# CASA D'ICE Billboard



## litter mates (Jun 5, 2007)

these are some of the one lately


----------



## litter mates (Jun 5, 2007)

a couple more


----------



## The Diesel (Oct 23, 2007)

Ha ha those are all funny, i love the michael vick one. I hope nobody gets offended by these, they are crude but you just gotta laugh at things sometimes. Im Mexican and i liked the ******* joke lol.

God bless America.


----------



## sw_df27 (Feb 16, 2007)

yes they are quite funny too me too..... as far as hurting anyone's feelings First off to hurt someone's feeling they would have to beable to read english first lol JK but true at least you can read,write, & I'm sure speak english.


----------



## litter mates (Jun 5, 2007)

yeah they are funny. however, i did not create the sayings, just past them on. i did not want to offend anyone. plus these people own this business and they don't care if it hurts their business or people feeling by putting these sayings on their billboard.


----------



## ericschevy (Nov 10, 2006)

HAHAHA Those a great!!!:rofl:


----------



## MY MIKADO (Apr 7, 2006)

I like the two about Vick and the chinese merchandize on but I don't find the others humorus at all. I do not have a problem with people from other countries coming over here. I figure that only part of my ancesters were true Americans. The others came here looking for a better life what gives me the right to say no one else can look and find that life. The job that the mexicans find up here are the ones no one else wants they are very hard labor jobs, planting seedlings and gathering sugar beets and potatoes. I don't want those jobs so if they are willing to do the work then what do I care. They also spend that money in the area so it is good for the economy.


----------



## The Diesel (Oct 23, 2007)

MY MIKADO said:


> I like the two about Vick and the chinese merchandize on but I don't find the others humorus at all. I do not have a problem with people from other countries coming over here. I figure that only part of my ancesters were true Americans. The others came here looking for a better life what gives me the right to say no one else can look and find that life. The job that the mexicans find up here are the ones no one else wants they are very hard labor jobs, planting seedlings and gathering sugar beets and potatoes. I don't want those jobs so if they are willing to do the work then what do I care. They also spend that money in the area so it is good for the economy.

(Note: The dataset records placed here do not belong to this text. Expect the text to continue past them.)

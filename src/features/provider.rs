//! Dashboard-facing feature retrieval modes

use crate::features::store::{FeatureStore, RawRow};
use crate::models::FeatureRow;
use crate::sanitize::feature_group_key;
use anyhow::Result;
use chrono::NaiveDateTime;
use serde_json::Value;
use std::collections::BTreeMap;
use tracing::debug;

/// Per-resort forecast tables carry this day-offset column.
pub const DAY_OFFSET_COLUMN: &str = "days_before_forecast_day";

/// Maximum stored forecast horizon in days.
pub const MAX_DAY_OFFSET: u8 = 7;

/// Retrieves feature rows per resort and normalizes them.
///
/// The latest snapshot is fetched once and cached for the session;
/// [`FeatureProvider::refresh`] clears it for the next data refresh.
pub struct FeatureProvider<S: FeatureStore> {
    store: S,
    feature_group_version: u32,
    snapshot: Option<BTreeMap<String, FeatureRow>>,
}

impl<S: FeatureStore> FeatureProvider<S> {
    #[must_use]
    pub fn new(store: S, feature_group_version: u32) -> Self {
        Self {
            store,
            feature_group_version,
            snapshot: None,
        }
    }

    /// Latest-snapshot mode: one hygiene-coerced row per resort, the one
    /// with the maximum date (ties broken by source row order). Resorts
    /// absent from the batch result are simply omitted.
    pub fn latest_snapshot(&mut self) -> Result<&BTreeMap<String, FeatureRow>> {
        if self.snapshot.is_none() {
            let rows = self.store.get_batch_data()?;
            self.snapshot = Some(select_latest_rows(rows));
        }
        // just populated above
        Ok(self.snapshot.as_ref().expect("snapshot populated"))
    }

    /// Drop the cached snapshot so the next access re-fetches.
    pub fn refresh(&mut self) {
        self.snapshot = None;
    }

    /// Multi-day forecast mode: the resort's stored forecast table, one
    /// hygiene-coerced row per day offset (0..=7), ordered by offset.
    ///
    /// # Errors
    /// Fails when the resort's feature group is absent or unreadable; the
    /// caller logs a warning and skips that resort.
    pub fn multi_day_forecast(&self, resort_name: &str) -> Result<Vec<(u8, FeatureRow)>> {
        let group_name = feature_group_key(resort_name)?;
        let table = self
            .store
            .get_feature_group(&group_name, self.feature_group_version)?;
        let rows = table.read()?;

        let mut forecast = Vec::new();
        for row in &rows {
            let Some(offset) = day_offset(row) else {
                debug!(resort = resort_name, "forecast row without usable day offset, dropped");
                continue;
            };
            if offset > MAX_DAY_OFFSET {
                continue;
            }
            forecast.push((offset, FeatureRow::from_raw(row)));
        }
        forecast.sort_by_key(|(offset, _)| *offset);
        Ok(forecast)
    }
}

/// Collapse all historical rows to the latest row per resort.
fn select_latest_rows(rows: Vec<RawRow>) -> BTreeMap<String, FeatureRow> {
    let mut dated: Vec<(String, NaiveDateTime, RawRow)> = Vec::with_capacity(rows.len());
    for row in rows {
        let Some(location) = row.get("location").and_then(Value::as_str) else {
            debug!("batch row without location, dropped");
            continue;
        };
        let Some(date) = row.get("date").and_then(parse_date) else {
            debug!(location, "batch row without parseable date, dropped");
            continue;
        };
        dated.push((location.to_string(), date, row));
    }

    // Stable sort keeps source order for equal dates, so the last insert
    // per location is the max-date row with ties broken by source order.
    dated.sort_by(|a, b| (&a.0, a.1).cmp(&(&b.0, b.1)));

    let mut latest = BTreeMap::new();
    for (location, _, row) in dated {
        latest.insert(location, FeatureRow::from_raw(&row));
    }
    latest
}

/// Parse the batch `date` column: ISO date, ISO datetime, or epoch value.
fn parse_date(value: &Value) -> Option<NaiveDateTime> {
    match value {
        Value::String(s) => {
            let s = s.trim();
            if let Ok(dt) = NaiveDateTime::parse_from_str(s, "%Y-%m-%dT%H:%M:%S") {
                return Some(dt);
            }
            if let Ok(dt) = NaiveDateTime::parse_from_str(s, "%Y-%m-%d %H:%M:%S") {
                return Some(dt);
            }
            chrono::NaiveDate::parse_from_str(s, "%Y-%m-%d")
                .ok()
                .and_then(|d| d.and_hms_opt(0, 0, 0))
        }
        Value::Number(n) => {
            let millis = n.as_i64()?;
            chrono::DateTime::from_timestamp_millis(millis).map(|dt| dt.naive_utc())
        }
        _ => None,
    }
}

/// Extract the integer day offset from a forecast row.
fn day_offset(row: &RawRow) -> Option<u8> {
    match row.get(DAY_OFFSET_COLUMN)? {
        Value::Number(n) => n.as_u64().and_then(|v| u8::try_from(v).ok()),
        Value::String(s) => s.trim().parse::<u8>().ok(),
        _ => None,
    }
}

Yep i agree, i just wish they would speak english. I hate meeting someone and right off the bat they assume i want to speak spanish, well, i dont want to. Im half Mexican and half Native American, so im like both extreems lol. Im fully capable of reading, writing, and speaking english. But when it came college time i didnt get any grants. Half mexican and half native and i got nothing because my parents "made too much money". Basically they made enough to be considered not poor. We still lived paycheck to paycheck and we got nothing. Sorry, im having to start paying all my loans back this month lol.

EDIT: The mexicans also bring a work ethic that seems to have been long gone in america.


----------



## sw_df27 (Feb 16, 2007)

I have no problem having people come over here I just wish they would speak english


----------



## MY MIKADO (Apr 7, 2006)

I don't have a problem with them speaking theri language. I think it is great that they keep their culture. i wish I could speek Norweigan and Ojibwa. Sincee I'm Native American and Norweigan I should be-able to speek both but my parents didn't learn it from their parents so hear I'm working on Ojibwa. but it is a hard language to learn. 

Diesel you must not be registered with a band. If you had been you could have went to school free it is in the treaties that all Native Americans could attend school free. That is why there are so many Natives at Havard it is not that they are all really smart but the fact that they can go there free of charge. I know I'm not registered with any band either. When my granpa switched from the White Earth band to the Red Lake Band he lost a good share of native blood. How this happened I don't know Indians are not very good at book keeping.LOL


----------



## blondie03044 (Aug 14, 2007)

hell yes its about someone had some balls to speak the truth!!!! :clap:


----------